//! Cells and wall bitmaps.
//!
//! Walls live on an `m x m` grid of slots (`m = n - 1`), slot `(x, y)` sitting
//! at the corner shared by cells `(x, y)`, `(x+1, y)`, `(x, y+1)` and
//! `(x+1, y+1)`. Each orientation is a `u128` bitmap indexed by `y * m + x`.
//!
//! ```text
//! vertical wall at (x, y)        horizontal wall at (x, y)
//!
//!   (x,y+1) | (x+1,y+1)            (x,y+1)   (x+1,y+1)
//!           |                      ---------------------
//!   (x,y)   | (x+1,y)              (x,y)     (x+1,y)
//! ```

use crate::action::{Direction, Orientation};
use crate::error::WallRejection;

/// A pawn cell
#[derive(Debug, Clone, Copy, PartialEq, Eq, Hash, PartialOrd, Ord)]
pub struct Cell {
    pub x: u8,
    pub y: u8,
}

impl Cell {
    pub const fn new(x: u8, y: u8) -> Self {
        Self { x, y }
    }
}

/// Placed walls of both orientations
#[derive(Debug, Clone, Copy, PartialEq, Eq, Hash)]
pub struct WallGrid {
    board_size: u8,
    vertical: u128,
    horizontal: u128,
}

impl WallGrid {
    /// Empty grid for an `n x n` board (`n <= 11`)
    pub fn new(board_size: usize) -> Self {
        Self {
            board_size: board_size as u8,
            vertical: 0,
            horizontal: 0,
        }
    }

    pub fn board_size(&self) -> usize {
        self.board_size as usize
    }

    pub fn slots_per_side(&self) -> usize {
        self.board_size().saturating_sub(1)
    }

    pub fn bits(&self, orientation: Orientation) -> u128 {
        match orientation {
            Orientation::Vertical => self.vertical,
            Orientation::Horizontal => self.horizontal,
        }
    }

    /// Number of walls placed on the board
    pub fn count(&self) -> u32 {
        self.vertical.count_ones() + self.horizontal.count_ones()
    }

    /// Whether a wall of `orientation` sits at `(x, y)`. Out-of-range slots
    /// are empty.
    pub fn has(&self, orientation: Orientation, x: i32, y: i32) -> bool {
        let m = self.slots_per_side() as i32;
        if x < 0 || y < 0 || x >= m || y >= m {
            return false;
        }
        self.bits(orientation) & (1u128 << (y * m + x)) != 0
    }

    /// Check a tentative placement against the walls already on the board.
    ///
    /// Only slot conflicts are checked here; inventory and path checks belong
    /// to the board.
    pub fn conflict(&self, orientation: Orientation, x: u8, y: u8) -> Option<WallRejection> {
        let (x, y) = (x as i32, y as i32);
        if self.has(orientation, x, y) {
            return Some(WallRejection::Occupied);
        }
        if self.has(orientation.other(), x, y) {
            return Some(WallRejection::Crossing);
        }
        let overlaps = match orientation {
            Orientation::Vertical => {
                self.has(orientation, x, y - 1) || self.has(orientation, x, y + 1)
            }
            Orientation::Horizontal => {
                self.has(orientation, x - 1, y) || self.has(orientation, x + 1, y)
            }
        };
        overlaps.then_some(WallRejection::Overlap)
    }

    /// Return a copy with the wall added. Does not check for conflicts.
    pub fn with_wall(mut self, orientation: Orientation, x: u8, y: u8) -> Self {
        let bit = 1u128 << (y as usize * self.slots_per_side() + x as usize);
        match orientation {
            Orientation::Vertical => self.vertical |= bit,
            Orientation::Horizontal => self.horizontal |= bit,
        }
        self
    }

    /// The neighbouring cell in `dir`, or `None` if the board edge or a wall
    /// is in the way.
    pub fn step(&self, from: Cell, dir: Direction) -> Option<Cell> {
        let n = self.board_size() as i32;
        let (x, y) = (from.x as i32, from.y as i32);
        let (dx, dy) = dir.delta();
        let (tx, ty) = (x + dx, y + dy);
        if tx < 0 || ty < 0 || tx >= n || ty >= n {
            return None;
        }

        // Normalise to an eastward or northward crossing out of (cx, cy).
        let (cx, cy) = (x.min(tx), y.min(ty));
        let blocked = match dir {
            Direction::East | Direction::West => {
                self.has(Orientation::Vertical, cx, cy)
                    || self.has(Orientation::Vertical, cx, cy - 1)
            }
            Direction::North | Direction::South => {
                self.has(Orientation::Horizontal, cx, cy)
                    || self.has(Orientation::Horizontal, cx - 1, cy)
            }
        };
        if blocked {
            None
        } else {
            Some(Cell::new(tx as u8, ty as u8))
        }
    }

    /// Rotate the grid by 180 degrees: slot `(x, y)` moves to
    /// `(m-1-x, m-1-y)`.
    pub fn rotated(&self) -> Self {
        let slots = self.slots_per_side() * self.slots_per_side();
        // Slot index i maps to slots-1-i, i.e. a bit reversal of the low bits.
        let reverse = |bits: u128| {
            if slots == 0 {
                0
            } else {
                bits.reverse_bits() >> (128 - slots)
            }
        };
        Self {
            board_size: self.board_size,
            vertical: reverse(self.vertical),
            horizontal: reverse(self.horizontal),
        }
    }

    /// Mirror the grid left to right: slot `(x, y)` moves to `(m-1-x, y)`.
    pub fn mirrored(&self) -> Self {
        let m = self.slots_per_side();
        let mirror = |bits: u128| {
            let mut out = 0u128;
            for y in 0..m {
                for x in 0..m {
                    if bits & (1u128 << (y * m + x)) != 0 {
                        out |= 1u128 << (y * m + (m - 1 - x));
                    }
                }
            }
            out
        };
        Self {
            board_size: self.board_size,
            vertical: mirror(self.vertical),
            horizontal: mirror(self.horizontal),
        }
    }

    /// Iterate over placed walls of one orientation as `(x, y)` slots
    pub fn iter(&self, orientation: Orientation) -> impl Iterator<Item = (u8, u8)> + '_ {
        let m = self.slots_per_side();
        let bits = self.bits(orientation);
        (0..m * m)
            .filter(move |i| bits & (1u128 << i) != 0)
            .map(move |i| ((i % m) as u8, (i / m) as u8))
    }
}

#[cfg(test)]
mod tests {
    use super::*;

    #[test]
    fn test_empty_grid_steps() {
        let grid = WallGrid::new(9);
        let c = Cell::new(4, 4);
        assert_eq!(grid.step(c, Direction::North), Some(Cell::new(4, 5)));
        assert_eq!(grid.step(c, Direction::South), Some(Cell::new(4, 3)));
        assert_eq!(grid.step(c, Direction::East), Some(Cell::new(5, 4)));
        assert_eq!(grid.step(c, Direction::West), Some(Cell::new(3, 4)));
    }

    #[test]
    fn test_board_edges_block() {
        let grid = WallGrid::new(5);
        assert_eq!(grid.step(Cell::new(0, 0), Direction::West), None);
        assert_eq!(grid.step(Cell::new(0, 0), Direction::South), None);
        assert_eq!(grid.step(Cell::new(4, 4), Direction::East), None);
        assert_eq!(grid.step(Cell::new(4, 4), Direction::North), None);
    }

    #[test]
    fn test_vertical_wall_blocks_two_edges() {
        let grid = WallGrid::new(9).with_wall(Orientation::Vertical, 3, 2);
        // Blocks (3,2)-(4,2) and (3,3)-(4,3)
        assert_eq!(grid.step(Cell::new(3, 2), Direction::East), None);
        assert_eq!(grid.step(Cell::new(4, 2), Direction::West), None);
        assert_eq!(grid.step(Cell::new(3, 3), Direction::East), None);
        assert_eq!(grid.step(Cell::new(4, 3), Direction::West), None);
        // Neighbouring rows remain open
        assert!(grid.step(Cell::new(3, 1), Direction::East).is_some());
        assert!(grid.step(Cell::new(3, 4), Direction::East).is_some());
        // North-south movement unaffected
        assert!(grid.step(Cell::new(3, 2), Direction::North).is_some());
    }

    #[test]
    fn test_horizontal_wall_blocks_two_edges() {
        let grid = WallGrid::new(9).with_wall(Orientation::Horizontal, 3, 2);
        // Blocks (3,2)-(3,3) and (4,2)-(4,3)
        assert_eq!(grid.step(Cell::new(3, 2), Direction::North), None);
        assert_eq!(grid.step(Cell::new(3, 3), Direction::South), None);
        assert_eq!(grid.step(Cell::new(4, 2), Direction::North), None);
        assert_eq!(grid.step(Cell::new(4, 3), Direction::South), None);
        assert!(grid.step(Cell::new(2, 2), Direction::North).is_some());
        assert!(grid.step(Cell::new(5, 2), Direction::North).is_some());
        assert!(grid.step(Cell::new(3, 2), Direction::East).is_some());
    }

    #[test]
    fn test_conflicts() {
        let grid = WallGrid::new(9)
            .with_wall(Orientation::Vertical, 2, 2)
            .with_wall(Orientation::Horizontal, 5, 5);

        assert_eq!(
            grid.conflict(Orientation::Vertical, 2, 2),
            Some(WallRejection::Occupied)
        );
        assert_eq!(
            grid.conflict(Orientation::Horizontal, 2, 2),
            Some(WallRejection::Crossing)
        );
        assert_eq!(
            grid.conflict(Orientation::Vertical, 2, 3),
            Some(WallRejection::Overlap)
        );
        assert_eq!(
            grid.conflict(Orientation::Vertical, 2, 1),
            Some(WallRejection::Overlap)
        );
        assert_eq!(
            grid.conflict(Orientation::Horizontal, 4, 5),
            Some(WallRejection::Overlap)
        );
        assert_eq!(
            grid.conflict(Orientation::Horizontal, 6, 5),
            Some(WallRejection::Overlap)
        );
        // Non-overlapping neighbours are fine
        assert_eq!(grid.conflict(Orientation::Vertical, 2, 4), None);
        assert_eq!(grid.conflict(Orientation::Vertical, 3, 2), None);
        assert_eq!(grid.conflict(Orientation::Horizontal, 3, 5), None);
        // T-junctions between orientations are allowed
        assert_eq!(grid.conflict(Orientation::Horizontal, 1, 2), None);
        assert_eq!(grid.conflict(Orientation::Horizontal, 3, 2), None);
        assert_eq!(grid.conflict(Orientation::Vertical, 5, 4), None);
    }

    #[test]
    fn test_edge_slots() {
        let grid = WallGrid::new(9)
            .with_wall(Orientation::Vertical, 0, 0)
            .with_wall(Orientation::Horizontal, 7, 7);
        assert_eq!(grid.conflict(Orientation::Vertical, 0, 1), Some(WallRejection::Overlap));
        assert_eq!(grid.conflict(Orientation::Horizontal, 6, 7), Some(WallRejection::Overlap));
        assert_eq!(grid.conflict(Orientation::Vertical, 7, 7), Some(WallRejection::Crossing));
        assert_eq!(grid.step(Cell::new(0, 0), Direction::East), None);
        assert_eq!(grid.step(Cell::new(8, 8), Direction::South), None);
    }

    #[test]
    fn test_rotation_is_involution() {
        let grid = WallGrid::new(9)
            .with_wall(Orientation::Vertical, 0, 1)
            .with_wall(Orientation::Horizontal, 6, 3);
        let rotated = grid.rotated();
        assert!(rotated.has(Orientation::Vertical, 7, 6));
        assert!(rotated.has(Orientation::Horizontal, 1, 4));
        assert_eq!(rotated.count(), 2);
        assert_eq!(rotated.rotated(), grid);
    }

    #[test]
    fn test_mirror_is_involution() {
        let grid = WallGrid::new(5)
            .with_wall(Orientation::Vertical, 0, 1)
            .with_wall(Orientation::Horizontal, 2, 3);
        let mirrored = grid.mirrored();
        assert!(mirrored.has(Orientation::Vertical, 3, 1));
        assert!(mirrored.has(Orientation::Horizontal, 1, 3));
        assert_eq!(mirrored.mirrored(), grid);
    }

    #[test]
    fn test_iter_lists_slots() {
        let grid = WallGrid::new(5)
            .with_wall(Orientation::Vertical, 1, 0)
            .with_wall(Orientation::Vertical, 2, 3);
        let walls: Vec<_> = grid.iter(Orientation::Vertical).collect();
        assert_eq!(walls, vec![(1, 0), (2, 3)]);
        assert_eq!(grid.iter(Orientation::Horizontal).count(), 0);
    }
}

○ ○ ○ ○

## TASK DETAILS
Determine how many lines in the records above hold the word "Hash", and answer with that number only.

## ANSWER SPACE
2